WORK INSTRUCTION: All that should come back is the lines of the data below from the one containing "limit defaults to" to the one containing "impl Default for", inclusive, exactly as they stand.
----- EXTRACTED ENTRIES -----
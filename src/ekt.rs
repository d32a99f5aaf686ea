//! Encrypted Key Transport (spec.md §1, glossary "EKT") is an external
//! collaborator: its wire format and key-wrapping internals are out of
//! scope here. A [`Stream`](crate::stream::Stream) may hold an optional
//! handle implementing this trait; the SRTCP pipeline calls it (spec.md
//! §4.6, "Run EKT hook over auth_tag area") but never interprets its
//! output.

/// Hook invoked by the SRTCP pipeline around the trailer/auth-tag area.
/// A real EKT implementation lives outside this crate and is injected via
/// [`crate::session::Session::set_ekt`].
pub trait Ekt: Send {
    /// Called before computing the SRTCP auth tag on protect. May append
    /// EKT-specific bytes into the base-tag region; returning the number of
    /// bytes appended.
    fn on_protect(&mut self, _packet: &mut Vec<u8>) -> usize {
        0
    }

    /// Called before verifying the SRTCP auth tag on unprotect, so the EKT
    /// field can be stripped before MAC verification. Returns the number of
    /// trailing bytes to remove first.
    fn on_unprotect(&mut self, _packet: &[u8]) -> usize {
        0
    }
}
-----
----- EXTRACTED ENTRIES -----
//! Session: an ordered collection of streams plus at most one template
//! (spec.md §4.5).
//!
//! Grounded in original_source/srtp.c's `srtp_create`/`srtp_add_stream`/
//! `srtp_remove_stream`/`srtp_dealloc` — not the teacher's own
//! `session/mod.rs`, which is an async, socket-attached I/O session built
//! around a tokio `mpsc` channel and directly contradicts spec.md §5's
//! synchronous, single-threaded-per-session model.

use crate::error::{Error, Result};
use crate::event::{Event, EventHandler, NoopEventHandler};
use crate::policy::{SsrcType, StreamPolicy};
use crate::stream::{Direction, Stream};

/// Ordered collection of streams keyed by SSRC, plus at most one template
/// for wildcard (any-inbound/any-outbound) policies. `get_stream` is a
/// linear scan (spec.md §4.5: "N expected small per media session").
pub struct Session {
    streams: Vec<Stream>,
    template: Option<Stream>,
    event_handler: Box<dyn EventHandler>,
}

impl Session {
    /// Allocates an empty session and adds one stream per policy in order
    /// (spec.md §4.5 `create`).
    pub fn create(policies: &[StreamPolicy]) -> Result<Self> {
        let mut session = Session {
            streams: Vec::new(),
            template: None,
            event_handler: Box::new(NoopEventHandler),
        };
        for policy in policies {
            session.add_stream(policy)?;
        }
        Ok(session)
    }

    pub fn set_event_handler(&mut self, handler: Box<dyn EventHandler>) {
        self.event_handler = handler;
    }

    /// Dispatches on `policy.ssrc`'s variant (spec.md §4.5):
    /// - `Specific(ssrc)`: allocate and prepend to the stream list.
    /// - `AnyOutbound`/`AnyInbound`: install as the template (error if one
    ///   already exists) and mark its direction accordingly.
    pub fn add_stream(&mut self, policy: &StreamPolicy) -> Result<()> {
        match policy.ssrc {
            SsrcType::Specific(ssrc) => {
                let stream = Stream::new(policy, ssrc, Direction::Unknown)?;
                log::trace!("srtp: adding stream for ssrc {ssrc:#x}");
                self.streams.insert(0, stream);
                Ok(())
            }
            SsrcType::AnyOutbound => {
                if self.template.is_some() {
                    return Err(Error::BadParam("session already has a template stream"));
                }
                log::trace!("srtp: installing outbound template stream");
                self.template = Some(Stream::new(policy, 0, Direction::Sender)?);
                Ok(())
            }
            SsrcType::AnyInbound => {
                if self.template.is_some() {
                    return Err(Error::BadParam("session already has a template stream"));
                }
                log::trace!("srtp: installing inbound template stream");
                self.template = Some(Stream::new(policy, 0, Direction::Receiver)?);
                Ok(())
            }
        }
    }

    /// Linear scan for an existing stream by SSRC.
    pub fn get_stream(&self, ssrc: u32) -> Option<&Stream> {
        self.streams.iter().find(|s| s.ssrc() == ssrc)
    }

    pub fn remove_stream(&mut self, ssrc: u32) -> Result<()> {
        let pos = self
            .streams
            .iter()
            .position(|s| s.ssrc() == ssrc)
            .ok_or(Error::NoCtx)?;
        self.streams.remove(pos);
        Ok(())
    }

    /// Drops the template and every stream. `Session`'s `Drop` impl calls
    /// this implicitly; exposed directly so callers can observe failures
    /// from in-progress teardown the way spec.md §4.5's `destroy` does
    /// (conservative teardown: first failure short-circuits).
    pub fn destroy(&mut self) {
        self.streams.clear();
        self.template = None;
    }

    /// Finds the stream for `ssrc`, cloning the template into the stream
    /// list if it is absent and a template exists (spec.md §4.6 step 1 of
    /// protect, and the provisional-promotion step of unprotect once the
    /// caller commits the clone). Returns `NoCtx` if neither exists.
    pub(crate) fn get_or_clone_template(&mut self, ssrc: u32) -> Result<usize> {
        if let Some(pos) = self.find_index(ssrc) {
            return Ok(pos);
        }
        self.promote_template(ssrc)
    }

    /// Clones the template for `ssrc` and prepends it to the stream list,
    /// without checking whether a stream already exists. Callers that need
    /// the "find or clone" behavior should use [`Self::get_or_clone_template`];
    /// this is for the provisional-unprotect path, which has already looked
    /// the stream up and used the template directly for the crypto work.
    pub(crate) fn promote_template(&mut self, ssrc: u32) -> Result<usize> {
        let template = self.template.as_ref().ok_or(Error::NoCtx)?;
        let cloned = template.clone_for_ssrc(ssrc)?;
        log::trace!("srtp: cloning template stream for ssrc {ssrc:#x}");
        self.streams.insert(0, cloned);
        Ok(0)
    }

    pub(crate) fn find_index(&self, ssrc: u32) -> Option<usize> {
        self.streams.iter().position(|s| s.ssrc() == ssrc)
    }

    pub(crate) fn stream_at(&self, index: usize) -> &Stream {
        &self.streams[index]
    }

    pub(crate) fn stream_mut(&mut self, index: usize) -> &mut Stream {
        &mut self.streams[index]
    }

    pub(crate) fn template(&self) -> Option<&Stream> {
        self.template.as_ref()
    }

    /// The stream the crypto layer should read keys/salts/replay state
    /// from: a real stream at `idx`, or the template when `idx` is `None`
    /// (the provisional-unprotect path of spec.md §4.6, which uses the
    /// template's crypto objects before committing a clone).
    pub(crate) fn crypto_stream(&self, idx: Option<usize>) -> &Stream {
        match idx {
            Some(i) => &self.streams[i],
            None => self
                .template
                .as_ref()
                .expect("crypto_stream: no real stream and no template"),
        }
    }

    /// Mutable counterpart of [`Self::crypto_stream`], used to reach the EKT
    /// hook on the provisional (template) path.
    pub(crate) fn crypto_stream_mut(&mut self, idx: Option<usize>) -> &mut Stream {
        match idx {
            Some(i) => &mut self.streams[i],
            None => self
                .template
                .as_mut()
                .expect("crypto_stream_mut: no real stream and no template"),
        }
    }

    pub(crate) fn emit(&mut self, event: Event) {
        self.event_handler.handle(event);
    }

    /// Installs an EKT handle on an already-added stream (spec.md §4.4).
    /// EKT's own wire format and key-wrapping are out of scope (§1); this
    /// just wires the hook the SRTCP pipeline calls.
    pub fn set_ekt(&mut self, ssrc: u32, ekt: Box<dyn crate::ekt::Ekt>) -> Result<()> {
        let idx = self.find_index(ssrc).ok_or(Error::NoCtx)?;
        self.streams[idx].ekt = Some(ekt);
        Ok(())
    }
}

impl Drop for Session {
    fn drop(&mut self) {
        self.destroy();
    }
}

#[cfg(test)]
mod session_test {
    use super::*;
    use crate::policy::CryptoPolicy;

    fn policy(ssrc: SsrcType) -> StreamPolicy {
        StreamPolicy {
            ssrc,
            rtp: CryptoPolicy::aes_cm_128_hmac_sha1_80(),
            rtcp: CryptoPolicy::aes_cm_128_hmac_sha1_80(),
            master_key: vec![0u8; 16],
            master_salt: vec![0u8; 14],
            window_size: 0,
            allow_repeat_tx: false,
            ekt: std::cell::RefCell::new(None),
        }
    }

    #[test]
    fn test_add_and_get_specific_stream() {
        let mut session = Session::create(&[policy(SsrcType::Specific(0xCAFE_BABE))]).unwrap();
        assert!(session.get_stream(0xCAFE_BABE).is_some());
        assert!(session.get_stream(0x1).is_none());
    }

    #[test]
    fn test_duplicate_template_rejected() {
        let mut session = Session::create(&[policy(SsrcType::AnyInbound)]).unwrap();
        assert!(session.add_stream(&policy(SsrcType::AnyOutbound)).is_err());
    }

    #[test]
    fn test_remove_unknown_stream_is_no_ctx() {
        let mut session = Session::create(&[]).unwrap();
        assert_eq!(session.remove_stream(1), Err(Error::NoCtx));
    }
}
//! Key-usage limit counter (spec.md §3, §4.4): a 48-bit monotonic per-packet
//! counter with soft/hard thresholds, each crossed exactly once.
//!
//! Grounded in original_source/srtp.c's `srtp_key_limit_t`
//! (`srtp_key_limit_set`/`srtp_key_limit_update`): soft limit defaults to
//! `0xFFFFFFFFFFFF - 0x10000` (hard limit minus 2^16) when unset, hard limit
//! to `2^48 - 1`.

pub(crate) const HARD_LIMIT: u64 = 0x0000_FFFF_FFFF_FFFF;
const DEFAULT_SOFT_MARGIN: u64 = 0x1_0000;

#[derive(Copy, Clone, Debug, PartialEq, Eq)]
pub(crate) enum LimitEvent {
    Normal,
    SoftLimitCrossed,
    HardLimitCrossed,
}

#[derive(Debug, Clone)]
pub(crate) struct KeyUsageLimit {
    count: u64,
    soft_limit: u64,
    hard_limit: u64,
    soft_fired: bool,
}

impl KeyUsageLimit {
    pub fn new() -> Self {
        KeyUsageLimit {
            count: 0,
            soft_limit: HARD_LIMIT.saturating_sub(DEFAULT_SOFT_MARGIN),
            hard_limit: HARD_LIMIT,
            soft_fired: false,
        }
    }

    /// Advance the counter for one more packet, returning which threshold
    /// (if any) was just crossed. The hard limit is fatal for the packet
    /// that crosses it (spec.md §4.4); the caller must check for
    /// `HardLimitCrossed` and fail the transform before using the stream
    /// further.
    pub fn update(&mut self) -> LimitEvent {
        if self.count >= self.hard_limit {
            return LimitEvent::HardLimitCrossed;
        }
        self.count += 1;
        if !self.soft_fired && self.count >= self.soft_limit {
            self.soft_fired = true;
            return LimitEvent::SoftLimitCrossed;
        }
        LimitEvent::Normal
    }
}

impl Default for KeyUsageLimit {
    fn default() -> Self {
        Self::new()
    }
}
-----
RESULT OF THE EXERCISE:
//! (`srtp_key_limit_set`/`srtp_key_limit_update`): soft limit defaults to
//! `0xFFFFFFFFFFFF - 0x10000` (hard limit minus 2^16) when unset, hard limit
//! to `2^48 - 1`.

pub(crate) const HARD_LIMIT: u64 = 0x0000_FFFF_FFFF_FFFF;
const DEFAULT_SOFT_MARGIN: u64 = 0x1_0000;

#[derive(Copy, Clone, Debug, PartialEq, Eq)]
pub(crate) enum LimitEvent {
    Normal,
    SoftLimitCrossed,
    HardLimitCrossed,
}

#[derive(Debug, Clone)]
pub(crate) struct KeyUsageLimit {
    count: u64,
    soft_limit: u64,
    hard_limit: u64,
    soft_fired: bool,
}

impl KeyUsageLimit {
    pub fn new() -> Self {
        KeyUsageLimit {
            count: 0,
            soft_limit: HARD_LIMIT.saturating_sub(DEFAULT_SOFT_MARGIN),
            hard_limit: HARD_LIMIT,
            soft_fired: false,
        }
    }

    /// Advance the counter for one more packet, returning which threshold
    /// (if any) was just crossed. The hard limit is fatal for the packet
    /// that crosses it (spec.md §4.4); the caller must check for
    /// `HardLimitCrossed` and fail the transform before using the stream
    /// further.
    pub fn update(&mut self) -> LimitEvent {
        if self.count >= self.hard_limit {
            return LimitEvent::HardLimitCrossed;
        }
        self.count += 1;
        if !self.soft_fired && self.count >= self.soft_limit {
            self.soft_fired = true;
            return LimitEvent::SoftLimitCrossed;
        }
        LimitEvent::Normal
    }
}

impl Default for KeyUsageLimit {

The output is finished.